Over the past four decades, approaches to the assessment of chronic pain have evolved substantially within the field of behavioural medicine. During this time, it has become apparent that what we label as ‘pain’ is the result of complex interactions among biological, psychological and social factors. The gate control theory of pain (Melzack & Wall, 1965) supports this paradigm in that it confirms that pain is a complex experience involving sensory–discriminative, evaluative–cognitive and affective–motivational components, thus emphasizing the role of the central nervous system in nociceptive perception and processing. Further, the gate control theory provides a foundation for the development and refinement of integrated pain assessment models, such as the biopsychosocial model of pain (Turk, 1996).

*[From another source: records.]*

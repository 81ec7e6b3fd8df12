//! Library registry.
//!
//! When a library's build description is done it registers the produced
//! artifact together with the flags consumers need. Later descriptions link
//! against it by name without repeating those flags.

use std::collections::BTreeMap;
use std::path::{Path, PathBuf};

use serde::Serialize;
use thiserror::Error;

use crate::core::FlagSet;

/// Registry errors.
#[derive(Debug, Error, PartialEq, Eq)]
pub enum RegistryError {
    #[error("library `{0}` is already registered")]
    AlreadyRegistered(String),

    #[error("unknown library `{0}`")]
    UnknownLibrary(String),
}

/// Auxiliary per-library configuration.
#[derive(Debug, Clone, Default, PartialEq, Eq, Serialize)]
pub struct LibConfig {
    /// `pkg-config` packages consumers of the library also need
    pub packages: Vec<String>,
    /// Library version, if known
    pub version: Option<String>,
}

impl LibConfig {
    /// Config requiring the given packages.
    pub fn with_packages<I, S>(packages: I) -> Self
    where
        I: IntoIterator<Item = S>,
        S: Into<String>,
    {
        LibConfig {
            packages: packages.into_iter().map(Into::into).collect(),
            version: None,
        }
    }
}

/// A registered library.
#[derive(Debug, Clone, PartialEq, Eq, Serialize)]
pub struct LibRecord {
    pub name: String,
    /// The built library file
    pub artifact: PathBuf,
    /// Flags consumers need, as supplied at registration
    pub flags: FlagSet,
    pub config: LibConfig,
}

impl LibRecord {
    /// Directory containing the artifact.
    pub fn artifact_dir(&self) -> &Path {
        self.artifact.parent().unwrap_or_else(|| Path::new("."))
    }
}

/// Name to library mapping shared by every derived environment.
#[derive(Debug, Clone, Default)]
pub struct LibraryRegistry {
    libs: BTreeMap<String, LibRecord>,
}

impl LibraryRegistry {
    pub fn new() -> Self {
        LibraryRegistry::default()
    }

    /// Record a library. Each name can only be registered once.
    pub fn register(&mut self, record: LibRecord) -> Result<(), RegistryError> {
        if self.libs.contains_key(&record.name) {
            return Err(RegistryError::AlreadyRegistered(record.name));
        }
        tracing::debug!(
            "registered library `{}` ({})",
            record.name,
            record.artifact.display()
        );
        self.libs.insert(record.name.clone(), record);
        Ok(())
    }

    pub fn contains(&self, name: &str) -> bool {
        self.libs.contains_key(name)
    }

    pub fn get(&self, name: &str) -> Option<&LibRecord> {
        self.libs.get(name)
    }

    /// Registered names in sorted order.
    pub fn names(&self) -> impl Iterator<Item = &str> {
        self.libs.keys().map(String::as_str)
    }
}
//! Test fixtures for common test scenarios.

use std::path::Path;

use tempfile::TempDir;

use crate::builder::HostEnv;

/// `-print-search-dirs` output of a compiler using `lib64`.
pub const SEARCH_DIRS_LIB64: &str = "install: /usr/lib/gcc/x86_64-redhat-linux/13/\n\
libraries: =/usr/lib/gcc/x86_64-redhat-linux/13/:/lib/../lib64/:/usr/lib/\n";

/// `-print-search-dirs` output of a compiler using plain `lib`.
pub const SEARCH_DIRS_LIB: &str = "install: /usr/lib/gcc/x86_64-linux-gnu/12/\n\
libraries: =/usr/lib/gcc/x86_64-linux-gnu/12/:/lib/x86_64-linux-gnu/:/usr/lib/\n";

/// Write `files` (relative path, content) below `root`.
pub fn write_tree(root: &Path, files: &[(&str, &str)]) {
    for (rel, content) in files {
        let path = root.join(rel);
        if let Some(parent) = path.parent() {
            std::fs::create_dir_all(parent).unwrap();
        }
        std::fs::write(path, content).unwrap();
    }
}

/// A small C++ library layout: sources, a conditionally included source and
/// headers in nested directories.
pub fn cxx_project() -> TempDir {
    let tmp = TempDir::new().unwrap();
    write_tree(
        tmp.path(),
        &[
            ("src/Init.cxx", "// init\n"),
            ("src/net/Socket.cxx", "// socket\n"),
            ("src/net/IPAddress.cxx", "// ip\n"),
            ("src/fs/File.cxx", "// file\n"),
            ("src/fs/_linux_only.cxx", "// conditional\n"),
            ("src/README.md", "docs\n"),
            ("include/Init.hxx", "#pragma once\n"),
            ("include/net/Socket.hxx", "#pragma once\n"),
            ("include/proc/pidfd.h", "#pragma once\n"),
            ("include/proc/_private.hxx", "#pragma once\n"),
            ("include/notes.txt", "notes\n"),
        ],
    );
    tmp
}

/// Host environment without any overrides.
pub fn empty_host() -> HostEnv {
    HostEnv::default()
}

The biopsychosocial model of pain acknowledges that the experience of pain often is the result of physiological changes occurring after peripheral nociceptive stimulation (Turk, 1996). However, this model also emphasizes that the pain experience is modulated by individual differences in various cognitive, affective, behavioural and social factors. People with the same level of underlying nociceptive stimulation may differ in their pain experience depending on the importance of any factor at any given time during the course of the disease or condition (Asmundson & Wright, 2004). Thus, assessing pain necessitates the examination of relations among various factors across a variety of levels (Stoney & Lentino, 2000).
During the latter part of the twentieth century, Melzack (1999) proposed an expanded model of pain which further highlights the role of psychological processes in pain.